'''

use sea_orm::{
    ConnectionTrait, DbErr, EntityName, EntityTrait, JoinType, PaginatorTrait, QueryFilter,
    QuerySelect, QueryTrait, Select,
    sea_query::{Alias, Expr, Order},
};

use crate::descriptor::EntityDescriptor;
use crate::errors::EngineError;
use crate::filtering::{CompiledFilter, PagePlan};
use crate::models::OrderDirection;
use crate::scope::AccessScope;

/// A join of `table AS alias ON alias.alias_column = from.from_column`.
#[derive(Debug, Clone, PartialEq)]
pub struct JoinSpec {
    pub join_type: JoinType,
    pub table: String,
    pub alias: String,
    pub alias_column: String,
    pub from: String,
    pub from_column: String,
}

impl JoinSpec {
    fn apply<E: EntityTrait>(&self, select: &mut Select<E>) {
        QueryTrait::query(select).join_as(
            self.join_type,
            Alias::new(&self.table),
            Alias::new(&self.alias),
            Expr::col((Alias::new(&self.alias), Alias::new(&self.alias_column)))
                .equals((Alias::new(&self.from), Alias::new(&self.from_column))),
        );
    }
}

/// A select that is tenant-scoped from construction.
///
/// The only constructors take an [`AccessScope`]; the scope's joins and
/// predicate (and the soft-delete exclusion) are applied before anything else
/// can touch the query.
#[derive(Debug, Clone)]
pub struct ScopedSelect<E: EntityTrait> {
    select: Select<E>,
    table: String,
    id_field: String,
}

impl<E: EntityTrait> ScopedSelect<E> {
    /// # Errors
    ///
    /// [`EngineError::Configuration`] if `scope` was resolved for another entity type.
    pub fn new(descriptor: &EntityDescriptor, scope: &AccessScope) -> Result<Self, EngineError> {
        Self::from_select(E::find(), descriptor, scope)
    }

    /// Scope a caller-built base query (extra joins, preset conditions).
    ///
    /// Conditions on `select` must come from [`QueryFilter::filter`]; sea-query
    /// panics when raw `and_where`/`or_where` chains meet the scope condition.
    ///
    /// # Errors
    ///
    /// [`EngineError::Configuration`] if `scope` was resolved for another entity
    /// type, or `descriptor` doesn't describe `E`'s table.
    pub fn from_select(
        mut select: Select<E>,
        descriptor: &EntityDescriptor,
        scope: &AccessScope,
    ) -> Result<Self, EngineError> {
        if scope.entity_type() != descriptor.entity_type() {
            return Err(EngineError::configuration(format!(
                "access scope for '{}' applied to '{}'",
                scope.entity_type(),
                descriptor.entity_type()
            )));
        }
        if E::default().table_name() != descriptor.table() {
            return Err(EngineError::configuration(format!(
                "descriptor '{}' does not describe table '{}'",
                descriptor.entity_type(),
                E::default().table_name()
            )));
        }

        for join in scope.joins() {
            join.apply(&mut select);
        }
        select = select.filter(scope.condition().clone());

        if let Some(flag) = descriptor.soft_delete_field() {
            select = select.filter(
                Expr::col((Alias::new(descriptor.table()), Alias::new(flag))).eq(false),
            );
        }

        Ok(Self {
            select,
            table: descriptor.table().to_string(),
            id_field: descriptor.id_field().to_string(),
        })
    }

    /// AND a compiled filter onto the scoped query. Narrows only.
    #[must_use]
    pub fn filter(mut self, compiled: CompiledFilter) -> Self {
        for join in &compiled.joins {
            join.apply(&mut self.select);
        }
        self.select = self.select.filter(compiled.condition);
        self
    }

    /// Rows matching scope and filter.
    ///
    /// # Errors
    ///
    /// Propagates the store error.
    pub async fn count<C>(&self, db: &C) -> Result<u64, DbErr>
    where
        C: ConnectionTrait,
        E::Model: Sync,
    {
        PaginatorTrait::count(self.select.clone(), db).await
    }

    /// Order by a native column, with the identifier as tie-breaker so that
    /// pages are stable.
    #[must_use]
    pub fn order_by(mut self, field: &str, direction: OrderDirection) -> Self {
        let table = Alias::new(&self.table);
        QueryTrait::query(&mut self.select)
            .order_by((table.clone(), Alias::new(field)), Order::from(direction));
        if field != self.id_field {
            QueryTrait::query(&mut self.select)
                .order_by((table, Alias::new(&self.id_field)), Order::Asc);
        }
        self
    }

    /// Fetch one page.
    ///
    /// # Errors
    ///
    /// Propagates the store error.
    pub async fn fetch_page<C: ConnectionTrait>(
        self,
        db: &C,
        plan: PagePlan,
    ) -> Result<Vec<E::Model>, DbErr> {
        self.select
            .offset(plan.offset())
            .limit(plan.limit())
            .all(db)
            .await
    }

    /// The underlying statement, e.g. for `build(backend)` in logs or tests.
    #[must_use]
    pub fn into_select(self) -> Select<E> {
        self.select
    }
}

'''

• [Problem description]
Without leaving out a single line, retype the material above exactly.

• [Answer space]
use sea_orm::{
    ConnectionTrait, DbErr, EntityName, EntityTrait, JoinType, PaginatorTrait, QueryFilter,
    QuerySelect, QueryTrait, Select,
    sea_query::{Alias, Expr, Order},
};

use crate::descriptor::EntityDescriptor;
use crate::errors::EngineError;
use crate::filtering::{CompiledFilter, PagePlan};
use crate::models::OrderDirection;
use crate::scope::AccessScope;

/// A join of `table AS alias ON alias.alias_column = from.from_column`.
#[derive(Debug, Clone, PartialEq)]
pub struct JoinSpec {
    pub join_type: JoinType,
    pub table: String,
    pub alias: String,
    pub alias_column: String,
    pub from: String,
    pub from_column: String,
}

impl JoinSpec {
    fn apply<E: EntityTrait>(&self, select: &mut Select<E>) {
        QueryTrait::query(select).join_as(
            self.join_type,
            Alias::new(&self.table),
            Alias::new(&self.alias),
            Expr::col((Alias::new(&self.alias), Alias::new(&self.alias_column)))
                .equals((Alias::new(&self.from), Alias::new(&self.from_column))),
        );
    }
}

/// A select that is tenant-scoped from construction.
///
/// The only constructors take an [`AccessScope`]; the scope's joins and
/// predicate (and the soft-delete exclusion) are applied before anything else
/// can touch the query.
#[derive(Debug, Clone)]
pub struct ScopedSelect<E: EntityTrait> {
    select: Select<E>,
    table: String,
    id_field: String,
}

impl<E: EntityTrait> ScopedSelect<E> {
    /// # Errors
    ///
    /// [`EngineError::Configuration`] if `scope` was resolved for another entity type.
    pub fn new(descriptor: &EntityDescriptor, scope: &AccessScope) -> Result<Self, EngineError> {
        Self::from_select(E::find(), descriptor, scope)
    }

    /// Scope a caller-built base query (extra joins, preset conditions).
    ///
    /// Conditions on `select` must come from [`QueryFilter::filter`]; sea-query
    /// panics when raw `and_where`/`or_where` chains meet the scope condition.
    ///
    /// # Errors
    ///
    /// [`EngineError::Configuration`] if `scope` was resolved for another entity
    /// type, or `descriptor` doesn't describe `E`'s table.
    pub fn from_select(
        mut select: Select<E>,
        descriptor: &EntityDescriptor,
        scope: &AccessScope,
    ) -> Result<Self, EngineError> {
        if scope.entity_type() != descriptor.entity_type() {
            return Err(EngineError::configuration(format!(
                "access scope for '{}' applied to '{}'",
                scope.entity_type(),
                descriptor.entity_type()
            )));
        }
        if E::default().table_name() != descriptor.table() {
            return Err(EngineError::configuration(format!(
                "descriptor '{}' does not describe table '{}'",
                descriptor.entity_type(),
                E::default().table_name()
            )));
        }

        for join in scope.joins() {
            join.apply(&mut select);
        }
        select = select.filter(scope.condition().clone());

        if let Some(flag) = descriptor.soft_delete_field() {
            select = select.filter(
                Expr::col((Alias::new(descriptor.table()), Alias::new(flag))).eq(false),
            );
        }

        Ok(Self {
            select,
            table: descriptor.table().to_string(),
            id_field: descriptor.id_field().to_string(),
        })
    }

    /// AND a compiled filter onto the scoped query. Narrows only.
    #[must_use]
    pub fn filter(mut self, compiled: CompiledFilter) -> Self {
        for join in &compiled.joins {
            join.apply(&mut self.select);
        }
        self.select = self.select.filter(compiled.condition);
        self
    }

    /// Rows matching scope and filter.
    ///
    /// # Errors
    ///
    /// Propagates the store error.
    pub async fn count<C>(&self, db: &C) -> Result<u64, DbErr>
    where
        C: ConnectionTrait,
        E::Model: Sync,
    {
        PaginatorTrait::count(self.select.clone(), db).await
    }

    /// Order by a native column, with the identifier as tie-breaker so that
    /// pages are stable.
    #[must_use]
    pub fn order_by(mut self, field: &str, direction: OrderDirection) -> Self {
        let table = Alias::new(&self.table);
        QueryTrait::query(&mut self.select)
            .order_by((table.clone(), Alias::new(field)), Order::from(direction));
        if field != self.id_field {
            QueryTrait::query(&mut self.select)
                .order_by((table, Alias::new(&self.id_field)), Order::Asc);
        }
        self
    }

    /// Fetch one page.
    ///
    /// # Errors
    ///
    /// Propagates the store error.
    pub async fn fetch_page<C: ConnectionTrait>(
        self,
        db: &C,
        plan: PagePlan,
    ) -> Result<Vec<E::Model>, DbErr> {
        self.select
            .offset(plan.offset())
            .limit(plan.limit())
            .all(db)
            .await
    }

    /// The underlying statement, e.g. for `build(backend)` in logs or tests.
    #[must_use]
    pub fn into_select(self) -> Select<E> {
        self.select
    }
}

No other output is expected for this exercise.